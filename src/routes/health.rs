//! Liveness endpoint polled by the deploy stage of the pipeline.
//!
//! Answers with a fixed sentence whenever the process can serve HTTP at all;
//! it checks nothing else. The router marks the response `Cache-Control:
//! no-store` so a proxy never answers for a process that is gone.

/// Body returned by `GET /health`.
pub const HEALTH_MESSAGE: &str = "Application is running successfully!";

pub async fn health() -> &'static str {
    HEALTH_MESSAGE
}
//! Shutdown triggers and connection draining.

use std::future::Future;
use std::time::Duration;

use axum_server::Handle;

/// Resolves on the first termination request: Ctrl+C, or SIGTERM on Unix.
pub async fn termination_signal() {
    let signal = wait_for_signal().await;
    tracing::info!(signal, "Termination requested");
}

#[cfg(unix)]
async fn wait_for_signal() -> &'static str {
    use tokio::signal::unix::{signal, SignalKind};

    let mut sigterm = match signal(SignalKind::terminate()) {
        Ok(sigterm) => sigterm,
        Err(e) => {
            tracing::warn!(error = %e, "Cannot listen for SIGTERM, only Ctrl+C stops the server");
            return ctrl_c().await;
        }
    };

    tokio::select! {
        name = ctrl_c() => name,
        _ = sigterm.recv() => "SIGTERM",
    }
}

#[cfg(not(unix))]
async fn wait_for_signal() -> &'static str {
    ctrl_c().await
}

async fn ctrl_c() -> &'static str {
    if let Err(e) = tokio::signal::ctrl_c().await {
        tracing::warn!(error = %e, "Cannot listen for Ctrl+C");
        std::future::pending::<()>().await;
    }
    "SIGINT"
}

/// Once `signal` resolves, stop accepting connections and give the open ones
/// `grace` to finish. Connections still busy after that are closed.
pub fn drain_after<F>(signal: F, handle: Handle, grace: Duration)
where
    F: Future<Output = ()> + Send + 'static,
{
    tokio::spawn(async move {
        signal.await;

        tracing::info!(
            open_connections = handle.connection_count(),
            grace_ms = grace.as_millis() as u64,
            "Draining connections"
        );
        handle.graceful_shutdown(Some(grace));
    });
}
//! HTTP route handlers.
//!
//! Three literal paths, each answering a fixed plain-text body. Anything else
//! falls through to the framework defaults: 404 for an unknown path, 405 (with
//! an `Allow` header) for a known path hit with the wrong method.
//!
//! Every request, matched or not, passes through [`trace_request`].

pub mod health;
pub mod home;

use axum::{middleware, routing::get, Router};
use http::header::{HeaderValue, CACHE_CONTROL};
use tower_http::set_header::SetResponseHeaderLayer;

use crate::config::CACHE_CONTROL_HEALTH;
use crate::middleware::trace_request;

/// Creates the Axum router with all routes.
pub fn create_router() -> Router {
    let home_routes = Router::new()
        .route("/", get(home::index))
        .route("/hello", get(home::hello));

    // Health check - no caching, always fresh for liveness probes
    let health_routes = Router::new()
        .route("/health", get(health::health))
        .layer(SetResponseHeaderLayer::overriding(
            CACHE_CONTROL,
            HeaderValue::from_static(CACHE_CONTROL_HEALTH),
        ));

    Router::new()
        .merge(home_routes)
        .merge(health_routes)
        // Outermost, so unmatched requests are logged too
        .layer(middleware::from_fn(trace_request))
}
//! Tracing subscriber setup.

use tracing_subscriber::{layer::SubscriberExt, util::SubscriberInitExt, EnvFilter};

use crate::config::{LogFormat, DEFAULT_LOG_FILTER};

/// Pick the log filter with priority: CLI > `RUST_LOG` > default.
pub fn resolve_filter(cli: Option<String>, env: Option<String>) -> String {
    cli.or(env)
        .unwrap_or_else(|| DEFAULT_LOG_FILTER.to_string())
}

/// Install the global subscriber. Call once, before anything logs.
pub fn init(filter: &str, format: LogFormat) {
    let registry = tracing_subscriber::registry().with(EnvFilter::new(filter));

    match format {
        LogFormat::Text => registry.with(tracing_subscriber::fmt::layer()).init(),
        LogFormat::Json => registry
            .with(
                tracing_subscriber::fmt::layer()
                    .json()
                    .with_current_span(true)
                    .with_span_list(true),
            )
            .init(),
    }
}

Task details: Please copy, exactly as written, every line in the listing above from the line with "for liveness probes" up to and including the line with "Pick the log".

Solution for this task:
    // Health check - no caching, always fresh for liveness probes
    let health_routes = Router::new()
        .route("/health", get(health::health))
        .layer(SetResponseHeaderLayer::overriding(
            CACHE_CONTROL,
            HeaderValue::from_static(CACHE_CONTROL_HEALTH),
        ));

    Router::new()
        .merge(home_routes)
        .merge(health_routes)
        // Outermost, so unmatched requests are logged too
        .layer(middleware::from_fn(trace_request))
}
//! Tracing subscriber setup.

use tracing_subscriber::{layer::SubscriberExt, util::SubscriberInitExt, EnvFilter};

use crate::config::{LogFormat, DEFAULT_LOG_FILTER};

/// Pick the log filter with priority: CLI > `RUST_LOG` > default.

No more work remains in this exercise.